Our study suggests that older workers have fewer anxiety and depression-related problems than younger workers. We concluded that being older not only meant more accumulated social experience, but a richer working experience as well, all of which could weaken the negative influence of the COVID-19 pandemic. Working on the frontline against COVID-19 could cause more anxiety, which originates from the concern or fear of being infected [49, 50]. However, differences in workplace did not seem to increase the risk of developing depression. Shader et al. [51] claimed that during the COVID-19 pandemic, depression was mostly attributed to unemployment, death, and isolation, among others. However, some of the factors that could demoralize someone — such as unemployment — scarcely existed among healthcare workers. In contrast, the outbreak of COVID-19 highlighted the importance of healthcare professionals, which might lift their spirits. Contrary to our conventional viewpoint, men were more vulnerable to depression than anxiety. A previously-published meta-analysis revealed that depression in males should not be overlooked in the general population [52]. Our study indicates that male healthcare providers may be more prone to depression. Workers who were single were also more likely to experience anxiety or depression. To some extent, marital status represents physical and psychological support from an intimate spouse. Marital status had been proven to be important in some special groups [53, 54].

Based on this meta-analysis, frontline healthcare professionals generally performed poorly on the QoL scale when compared to non-frontline healthcare professionals, indicating a more severely-impaired QoL for those directly in contact with COVID-19 patients.

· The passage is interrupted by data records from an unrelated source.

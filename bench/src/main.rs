use std::fs::File;
use std::io::BufRead;
use std::io::BufReader;
use std::path::Path;
use std::time::Instant;

use dartrie::{Statistics, Trie};

use clap::Parser;
use rand::seq::SliceRandom;

const TRIALS: usize = 10;
const SAMPLES: usize = 1000;

#[derive(Parser, Debug)]
#[command(name = "bench", about = "A program to measure the performance.")]
struct Args {
    #[arg(short = 'k', long)]
    keys_filename: String,

    #[arg(short = 'p', long)]
    prefixes_filename: Option<String>,
}

fn main() {
    let args = Args::parse();

    println!("keys_filename: {}", &args.keys_filename);
    let keys = load_file(&args.keys_filename);
    let queries = random_sample(&keys);
    let prefixes = args.prefixes_filename.as_ref().map(|filename| {
        println!("prefixes_filename: {}", filename);
        load_file(filename)
    });

    println!("#keys: {}", keys.len());

    let start = Instant::now();
    let mut trie = Trie::new();
    for (i, key) in keys.iter().enumerate() {
        trie.insert(key.as_bytes(), i as i32).unwrap();
    }
    let duration = start.elapsed();
    let status = trie.status();
    print_heap_bytes(trie.heap_bytes());
    println!("num_keys: {}", status.keys);
    println!("num_elems: {}", trie.num_elems());
    println!("vacant_ratio: {:.3}", trie.vacant_ratio());
    println!("constr_sec: {:.3}", duration.as_secs_f64());

    {
        // Warmup
        let mut dummy = 0i64;
        for q in &queries {
            dummy += i64::from(trie.get(q.as_bytes()).unwrap());
        }
        // Measure
        let start = Instant::now();
        for _ in 0..TRIALS {
            for q in &queries {
                dummy += i64::from(trie.get(q.as_bytes()).unwrap());
            }
        }
        let duration = start.elapsed();
        println!(
            "get: {:.3} [us/query]",
            duration.as_secs_f64() * 1000000. / TRIALS as f64 / queries.len() as f64
        );
        println!("dummy: {}", dummy);
    }

    {
        // Warmup
        let mut dummy = 0usize;
        for q in &queries {
            dummy += trie.common_prefix_search(q.as_bytes()).count();
        }
        // Measure
        let start = Instant::now();
        for _ in 0..TRIALS {
            for q in &queries {
                dummy += trie.common_prefix_search(q.as_bytes()).count();
            }
        }
        let duration = start.elapsed();
        println!(
            "common_prefix_search: {:.3} [us/query]",
            duration.as_secs_f64() * 1000000. / TRIALS as f64 / queries.len() as f64
        );
        println!("dummy: {}", dummy);
    }

    if let Some(prefixes) = prefixes.as_ref() {
        // Warmup
        let mut dummy = 0usize;
        for p in prefixes {
            dummy += trie.predictive_search(p.as_bytes()).count();
        }
        // Measure
        let start = Instant::now();
        for _ in 0..TRIALS {
            for p in prefixes {
                dummy += trie.predictive_search(p.as_bytes()).count();
            }
        }
        let duration = start.elapsed();
        println!(
            "predictive_search: {:.3} [us/prefix]",
            duration.as_secs_f64() * 1000000. / TRIALS as f64 / prefixes.len() as f64
        );
        println!("dummy: {}", dummy);
    }
}

fn print_heap_bytes(bytes: usize) {
    println!(
        "heap_bytes: {} bytes, {:.3} MiB",
        bytes,
        bytes as f64 / (1024.0 * 1024.0)
    );
}

fn load_file<P>(path: P) -> Vec<String>
where
    P: AsRef<Path>,
{
    let file = File::open(path).unwrap();
    let buf = BufReader::new(file);
    buf.lines().map(|line| line.unwrap()).collect()
}

fn random_sample(keys: &[String]) -> Vec<String> {
    let mut rng = rand::thread_rng();
    keys.choose_multiple(&mut rng, SAMPLES.min(keys.len()))
        .cloned()
        .collect()
}
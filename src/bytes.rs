//! Little-endian packing helpers for the snapshot codec.

/// Appends `v` to `buf` as four little-endian bytes.
#[inline]
pub(crate) fn pack_i32(buf: &mut Vec<u8>, v: i32) {
    buf.extend_from_slice(&v.to_le_bytes());
}

/// Reads the `i32` stored at `pos`.
///
/// The caller must have validated that `slice[pos..pos + 4]` is in
/// bounds.
#[inline]
pub(crate) fn unpack_i32(slice: &[u8], pos: usize) -> i32 {
    i32::from_le_bytes(slice[pos..pos + 4].try_into().unwrap())
}

#[cfg(test)]
mod tests {
    use super::*;

    #[test]
    fn round_trip() {
        let mut buf = vec![];
        for v in [0, 1, -1, i32::MAX, i32::MIN, 256, -(1 << 20)] {
            pack_i32(&mut buf, v);
        }
        for (i, v) in [0, 1, -1, i32::MAX, i32::MIN, 256, -(1 << 20)]
            .iter()
            .enumerate()
        {
            assert_eq!(unpack_i32(&buf, i * 4), *v);
        }
    }
}
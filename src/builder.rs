//! Construction-time configuration.
use crate::trie::Trie;

/// Configures and creates a [`Trie`].
///
/// Both knobs are fixed for the lifetime of the trie: sibling ordering
/// because [`Trie::predictive_search`] relies on it, the trial budget
/// because the block lists are classified against it.
///
/// # Examples
///
/// ```
/// use dartrie::Builder;
///
/// let mut trie = Builder::new().ordered(false).max_trial(8).build();
/// trie.insert(b"key", 1).unwrap();
/// assert_eq!(trie.get(b"key"), Ok(1));
/// ```
#[derive(Clone, Copy, Debug)]
pub struct Builder {
    ordered: bool,
    max_trial: i32,
}

impl Builder {
    /// Creates a builder with the default configuration: ordered sibling
    /// chains and a placement budget of one trial per block.
    pub const fn new() -> Self {
        Self {
            ordered: true,
            max_trial: 1,
        }
    }

    /// Keeps sibling chains in ascending label order (the default).
    ///
    /// When disabled, new siblings are prepended and
    /// [`Trie::predictive_search`] yields keys in an
    /// insertion-dependent order.
    pub const fn ordered(mut self, ordered: bool) -> Self {
        self.ordered = ordered;
        self
    }

    /// Sets how many placement attempts a block endures before it is
    /// retired from multi-slot placement. Larger budgets pack denser at
    /// the cost of slower insertion. Values below 1 are clamped to 1.
    pub const fn max_trial(mut self, max_trial: i32) -> Self {
        self.max_trial = if max_trial < 1 { 1 } else { max_trial };
        self
    }

    /// Creates the empty trie.
    pub fn build(self) -> Trie {
        Trie::with_options(self.ordered, self.max_trial)
    }
}

impl Default for Builder {
    fn default() -> Self {
        Self::new()
    }
}

#[cfg(test)]
mod tests {
    use super::*;

    #[test]
    fn defaults_match_new() {
        let built = Builder::new().build();
        let fresh = Trie::new();
        assert_eq!(built, fresh);
    }

    #[test]
    fn options_are_recorded() {
        let trie = Builder::new().ordered(false).max_trial(4).build();
        assert!(!trie.is_ordered());
        assert_eq!(trie.max_trial(), 4);
    }

    #[test]
    fn trial_budget_is_clamped() {
        let trie = Builder::new().max_trial(0).build();
        assert_eq!(trie.max_trial(), 1);
    }
}
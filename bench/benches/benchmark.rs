use criterion::{black_box, criterion_group, criterion_main, Criterion};

use dartrie::Trie;

fn synthetic_keys(n: u64) -> Vec<Vec<u8>> {
    // Multiplicative hashing spreads the first bytes so that insertion
    // exercises the collision-resolution path.
    (0..n)
        .map(|i| format!("{:016x}", i.wrapping_mul(0x9e3779b97f4a7c15)).into_bytes())
        .collect()
}

fn bench_insert(c: &mut Criterion) {
    let keys = synthetic_keys(10_000);
    c.bench_function("insert_10k", |b| {
        b.iter(|| {
            let mut trie = Trie::new();
            for (i, key) in keys.iter().enumerate() {
                trie.insert(black_box(key), i as i32).unwrap();
            }
            trie
        })
    });
}

fn bench_get(c: &mut Criterion) {
    let keys = synthetic_keys(10_000);
    let mut trie = Trie::new();
    for (i, key) in keys.iter().enumerate() {
        trie.insert(key, i as i32).unwrap();
    }
    c.bench_function("get_10k", |b| {
        b.iter(|| {
            let mut sum = 0i64;
            for key in &keys {
                sum += i64::from(trie.get(black_box(key)).unwrap());
            }
            sum
        })
    });
}

fn bench_common_prefix_search(c: &mut Criterion) {
    let words: Vec<Vec<u8>> = ["a", "ab", "abc", "abcd", "abcde", "abcdef"]
        .iter()
        .map(|w| w.as_bytes().to_vec())
        .collect();
    let trie = Trie::from_keys(&words).unwrap();
    c.bench_function("common_prefix_search", |b| {
        b.iter(|| trie.common_prefix_search(black_box(b"abcdefgh")).count())
    });
}

fn bench_predictive_search(c: &mut Criterion) {
    let keys = synthetic_keys(10_000);
    let trie = Trie::from_keys(&keys).unwrap();
    c.bench_function("predictive_search", |b| {
        b.iter(|| trie.predictive_search(black_box(b"")).count())
    });
}

criterion_group!(
    benches,
    bench_insert,
    bench_get,
    bench_common_prefix_search,
    bench_predictive_search
);
criterion_main!(benches);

In addition, being over 40 years of age, working in a frontline place of work, being single, and being male are independent risk factors that could potentially predict whether a certain healthcare professional is susceptible to psychological problems during this extraordinary period. Early interventions with this special group could improve the mental health of such healthcare providers. Ongoing studies have focused on the psychological issues and intervention methods for frontline workers. One concerned a randomized control-designed clinical trial aimed at assessing the efficacy and acceptability of a brief online cognitive behavioral therapy program specifically developed for healthcare workers [55]. Another ongoing randomized control trial study would disclose whether participation in regular debriefings can prevent burnout among intensive care unit employees [56]. These studies would help optimize the strategy to tackle mental problems resulting from the COVID-19 pandemic among frontline healthcare professionals in this era.

Limitations

The current study was not registered which might lead to some bias, however, this meta-analysis was done following the instruction of the PRISMA guideline to minimize the potential bias. Due to the limited research methods and study designs, the included studies were mainly characterized by a cross-sectional design. Therefore, a longer follow-up duration is needed to verify the accuracy of risk factors related to mental health. Additionally, multi-strategy-based interventions for improving the mental health of healthcare professionals during the COVID-19 pandemic should be considered in the future.

Conclusion

In general, the risk factors of susceptibility to psychological problems among frontline healthcare professionals during the COVID-19 pandemic were being younger than 40 years of age, being single, being male, and working in a place considered to be on the frontline of healthcare work.